BEGIN INPUT

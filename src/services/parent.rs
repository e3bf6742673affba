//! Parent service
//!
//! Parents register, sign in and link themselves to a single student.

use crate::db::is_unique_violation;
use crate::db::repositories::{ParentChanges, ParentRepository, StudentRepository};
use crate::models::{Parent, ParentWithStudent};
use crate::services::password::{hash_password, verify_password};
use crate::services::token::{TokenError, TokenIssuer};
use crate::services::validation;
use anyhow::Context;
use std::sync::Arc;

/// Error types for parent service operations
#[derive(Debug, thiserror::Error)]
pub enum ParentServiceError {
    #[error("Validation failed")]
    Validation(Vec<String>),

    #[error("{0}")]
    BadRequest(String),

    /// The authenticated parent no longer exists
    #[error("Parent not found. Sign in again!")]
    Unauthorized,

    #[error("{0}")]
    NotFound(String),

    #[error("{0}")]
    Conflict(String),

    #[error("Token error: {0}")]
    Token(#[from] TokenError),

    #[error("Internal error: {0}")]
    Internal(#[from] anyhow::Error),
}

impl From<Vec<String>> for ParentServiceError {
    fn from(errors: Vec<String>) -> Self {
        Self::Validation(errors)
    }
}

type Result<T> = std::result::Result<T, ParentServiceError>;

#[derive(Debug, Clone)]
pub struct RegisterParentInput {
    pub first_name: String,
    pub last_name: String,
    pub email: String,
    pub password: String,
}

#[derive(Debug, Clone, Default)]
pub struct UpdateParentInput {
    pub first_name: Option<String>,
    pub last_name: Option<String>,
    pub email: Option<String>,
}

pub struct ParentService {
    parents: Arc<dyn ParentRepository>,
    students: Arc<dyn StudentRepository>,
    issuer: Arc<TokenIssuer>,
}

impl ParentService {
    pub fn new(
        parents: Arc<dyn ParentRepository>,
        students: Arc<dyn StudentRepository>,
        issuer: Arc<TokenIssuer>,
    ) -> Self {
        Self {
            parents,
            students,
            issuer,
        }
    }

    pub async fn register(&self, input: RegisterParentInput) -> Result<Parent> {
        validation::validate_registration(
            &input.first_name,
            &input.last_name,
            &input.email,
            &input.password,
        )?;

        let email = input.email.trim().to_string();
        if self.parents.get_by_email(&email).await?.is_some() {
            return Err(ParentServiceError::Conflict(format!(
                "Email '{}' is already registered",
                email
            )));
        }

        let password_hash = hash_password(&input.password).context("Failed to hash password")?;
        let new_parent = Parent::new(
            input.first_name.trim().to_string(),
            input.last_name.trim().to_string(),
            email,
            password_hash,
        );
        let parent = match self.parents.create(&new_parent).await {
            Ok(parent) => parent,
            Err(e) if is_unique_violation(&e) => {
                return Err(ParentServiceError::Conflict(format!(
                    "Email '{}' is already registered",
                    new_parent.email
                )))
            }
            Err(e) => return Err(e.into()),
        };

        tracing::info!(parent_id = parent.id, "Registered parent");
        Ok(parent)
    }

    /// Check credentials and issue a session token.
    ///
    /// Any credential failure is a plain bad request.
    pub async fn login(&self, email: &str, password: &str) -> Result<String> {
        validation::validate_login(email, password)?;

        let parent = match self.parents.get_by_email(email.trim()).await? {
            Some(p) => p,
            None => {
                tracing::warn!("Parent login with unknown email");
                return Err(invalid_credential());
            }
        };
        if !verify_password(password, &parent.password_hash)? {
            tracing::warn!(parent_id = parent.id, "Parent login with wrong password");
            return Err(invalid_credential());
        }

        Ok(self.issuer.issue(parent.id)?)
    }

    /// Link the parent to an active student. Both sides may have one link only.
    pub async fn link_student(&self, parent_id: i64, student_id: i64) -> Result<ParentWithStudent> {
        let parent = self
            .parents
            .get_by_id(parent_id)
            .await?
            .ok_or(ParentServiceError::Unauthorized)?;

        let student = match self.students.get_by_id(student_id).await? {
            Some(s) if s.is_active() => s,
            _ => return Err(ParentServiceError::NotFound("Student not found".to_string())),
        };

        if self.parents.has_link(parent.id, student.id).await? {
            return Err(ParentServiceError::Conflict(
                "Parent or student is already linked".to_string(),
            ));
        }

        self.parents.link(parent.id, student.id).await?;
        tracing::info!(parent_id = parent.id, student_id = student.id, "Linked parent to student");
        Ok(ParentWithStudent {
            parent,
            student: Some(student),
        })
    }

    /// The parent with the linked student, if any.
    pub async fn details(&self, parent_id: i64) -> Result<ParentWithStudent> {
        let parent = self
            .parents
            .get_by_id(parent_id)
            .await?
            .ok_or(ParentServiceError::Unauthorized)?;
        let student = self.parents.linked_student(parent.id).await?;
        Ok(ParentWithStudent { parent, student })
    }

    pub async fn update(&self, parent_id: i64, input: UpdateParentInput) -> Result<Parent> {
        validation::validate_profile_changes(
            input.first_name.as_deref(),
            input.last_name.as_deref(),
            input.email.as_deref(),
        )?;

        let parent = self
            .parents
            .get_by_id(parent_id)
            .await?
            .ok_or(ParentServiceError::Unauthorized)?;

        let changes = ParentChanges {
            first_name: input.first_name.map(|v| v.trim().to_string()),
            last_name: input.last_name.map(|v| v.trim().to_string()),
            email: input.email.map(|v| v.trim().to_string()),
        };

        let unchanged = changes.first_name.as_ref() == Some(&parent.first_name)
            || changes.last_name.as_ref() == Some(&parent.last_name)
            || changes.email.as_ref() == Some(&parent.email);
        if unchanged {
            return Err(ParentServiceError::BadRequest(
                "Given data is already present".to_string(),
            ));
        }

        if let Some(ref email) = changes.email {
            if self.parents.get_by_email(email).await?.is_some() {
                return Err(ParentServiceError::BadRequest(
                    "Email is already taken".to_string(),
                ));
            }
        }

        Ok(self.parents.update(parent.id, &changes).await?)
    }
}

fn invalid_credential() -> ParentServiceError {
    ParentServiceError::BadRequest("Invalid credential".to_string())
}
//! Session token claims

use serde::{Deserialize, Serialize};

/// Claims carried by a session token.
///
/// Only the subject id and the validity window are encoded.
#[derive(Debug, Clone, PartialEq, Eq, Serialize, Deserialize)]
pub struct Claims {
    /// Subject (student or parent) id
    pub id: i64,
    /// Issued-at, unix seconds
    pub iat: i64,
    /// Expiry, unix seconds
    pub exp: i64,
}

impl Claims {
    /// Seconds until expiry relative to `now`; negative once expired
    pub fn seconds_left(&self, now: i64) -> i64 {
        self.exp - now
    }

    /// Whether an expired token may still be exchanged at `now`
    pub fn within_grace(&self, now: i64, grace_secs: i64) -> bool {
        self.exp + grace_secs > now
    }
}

END INPUT

**PROBLEM TO WORK ON**
Each entry should be retyped exactly as given.

**WRITTEN ANSWER**
filename src/services/parent.rs
repository e3bf6742673affba
//! Parent service
//!
//! Parents register, sign in and link themselves to a single student.

use crate::db::is_unique_violation;
use crate::db::repositories::{ParentChanges, ParentRepository, StudentRepository};
use crate::models::{Parent, ParentWithStudent};
use crate::services::password::{hash_password, verify_password};
use crate::services::token::{TokenError, TokenIssuer};
use crate::services::validation;
use anyhow::Context;
use std::sync::Arc;

/// Error types for parent service operations
#[derive(Debug, thiserror::Error)]
pub enum ParentServiceError {
    #[error("Validation failed")]
    Validation(Vec<String>),

    #[error("{0}")]
    BadRequest(String),

    /// The authenticated parent no longer exists
    #[error("Parent not found. Sign in again!")]
    Unauthorized,

    #[error("{0}")]
    NotFound(String),

    #[error("{0}")]
    Conflict(String),

    #[error("Token error: {0}")]
    Token(#[from] TokenError),

    #[error("Internal error: {0}")]
    Internal(#[from] anyhow::Error),
}

impl From<Vec<String>> for ParentServiceError {
    fn from(errors: Vec<String>) -> Self {
        Self::Validation(errors)
    }
}

type Result<T> = std::result::Result<T, ParentServiceError>;

#[derive(Debug, Clone)]
pub struct RegisterParentInput {
    pub first_name: String,
    pub last_name: String,
    pub email: String,
    pub password: String,
}

#[derive(Debug, Clone, Default)]
pub struct UpdateParentInput {
    pub first_name: Option<String>,
    pub last_name: Option<String>,
    pub email: Option<String>,
}

pub struct ParentService {
    parents: Arc<dyn ParentRepository>,
    students: Arc<dyn StudentRepository>,
    issuer: Arc<TokenIssuer>,
}

impl ParentService {
    pub fn new(
        parents: Arc<dyn ParentRepository>,
        students: Arc<dyn StudentRepository>,
        issuer: Arc<TokenIssuer>,
    ) -> Self {
        Self {
            parents,
            students,
            issuer,
        }
    }

    pub async fn register(&self, input: RegisterParentInput) -> Result<Parent> {
        validation::validate_registration(
            &input.first_name,
            &input.last_name,
            &input.email,
            &input.password,
        )?;

        let email = input.email.trim().to_string();
        if self.parents.get_by_email(&email).await?.is_some() {
            return Err(ParentServiceError::Conflict(format!(
                "Email '{}' is already registered",
                email
            )));
        }

        let password_hash = hash_password(&input.password).context("Failed to hash password")?;
        let new_parent = Parent::new(
            input.first_name.trim().to_string(),
            input.last_name.trim().to_string(),
            email,
            password_hash,
        );
        let parent = match self.parents.create(&new_parent).await {
            Ok(parent) => parent,
            Err(e) if is_unique_violation(&e) => {
                return Err(ParentServiceError::Conflict(format!(
                    "Email '{}' is already registered",
                    new_parent.email
                )))
            }
            Err(e) => return Err(e.into()),
        };

        tracing::info!(parent_id = parent.id, "Registered parent");
        Ok(parent)
    }

    /// Check credentials and issue a session token.
    ///
    /// Any credential failure is a plain bad request.
    pub async fn login(&self, email: &str, password: &str) -> Result<String> {
        validation::validate_login(email, password)?;

        let parent = match self.parents.get_by_email(email.trim()).await? {
            Some(p) => p,
            None => {
                tracing::warn!("Parent login with unknown email");
                return Err(invalid_credential());
            }
        };
        if !verify_password(password, &parent.password_hash)? {
            tracing::warn!(parent_id = parent.id, "Parent login with wrong password");
            return Err(invalid_credential());
        }

        Ok(self.issuer.issue(parent.id)?)
    }

    /// Link the parent to an active student. Both sides may have one link only.
    pub async fn link_student(&self, parent_id: i64, student_id: i64) -> Result<ParentWithStudent> {
        let parent = self
            .parents
            .get_by_id(parent_id)
            .await?
            .ok_or(ParentServiceError::Unauthorized)?;

        let student = match self.students.get_by_id(student_id).await? {
            Some(s) if s.is_active() => s,
            _ => return Err(ParentServiceError::NotFound("Student not found".to_string())),
        };

        if self.parents.has_link(parent.id, student.id).await? {
            return Err(ParentServiceError::Conflict(
                "Parent or student is already linked".to_string(),
            ));
        }

        self.parents.link(parent.id, student.id).await?;
        tracing::info!(parent_id = parent.id, student_id = student.id, "Linked parent to student");
        Ok(ParentWithStudent {
            parent,
            student: Some(student),
        })
    }

    /// The parent with the linked student, if any.
    pub async fn details(&self, parent_id: i64) -> Result<ParentWithStudent> {
        let parent = self
            .parents
            .get_by_id(parent_id)
            .await?
            .ok_or(ParentServiceError::Unauthorized)?;
        let student = self.parents.linked_student(parent.id).await?;
        Ok(ParentWithStudent { parent, student })
    }

    pub async fn update(&self, parent_id: i64, input: UpdateParentInput) -> Result<Parent> {
        validation::validate_profile_changes(
            input.first_name.as_deref(),
            input.last_name.as_deref(),
            input.email.as_deref(),
        )?;

        let parent = self
            .parents
            .get_by_id(parent_id)
            .await?
            .ok_or(ParentServiceError::Unauthorized)?;

        let changes = ParentChanges {
            first_name: input.first_name.map(|v| v.trim().to_string()),
            last_name: input.last_name.map(|v| v.trim().to_string()),
            email: input.email.map(|v| v.trim().to_string()),
        };

        let unchanged = changes.first_name.as_ref() == Some(&parent.first_name)
            || changes.last_name.as_ref() == Some(&parent.last_name)
            || changes.email.as_ref() == Some(&parent.email);
        if unchanged {
            return Err(ParentServiceError::BadRequest(
                "Given data is already present".to_string(),
            ));
        }

        if let Some(ref email) = changes.email {
            if self.parents.get_by_email(email).await?.is_some() {
                return Err(ParentServiceError::BadRequest(
                    "Email is already taken".to_string(),
                ));
            }
        }

        Ok(self.parents.update(parent.id, &changes).await?)
    }
}

fn invalid_credential() -> ParentServiceError {
    ParentServiceError::BadRequest("Invalid credential".to_string())
}
//! Session token claims

use serde::{Deserialize, Serialize};

/// Claims carried by a session token.
///
/// Only the subject id and the validity window are encoded.
#[derive(Debug, Clone, PartialEq, Eq, Serialize, Deserialize)]
pub struct Claims {
    /// Subject (student or parent) id
    pub id: i64,
    /// Issued-at, unix seconds
    pub iat: i64,
    /// Expiry, unix seconds
    pub exp: i64,
}

impl Claims {
    /// Seconds until expiry relative to `now`; negative once expired
    pub fn seconds_left(&self, now: i64) -> i64 {
        self.exp - now
    }

    /// Whether an expired token may still be exchanged at `now`
    pub fn within_grace(&self, now: i64, grace_secs: i64) -> bool {
        self.exp + grace_secs > now
    }
}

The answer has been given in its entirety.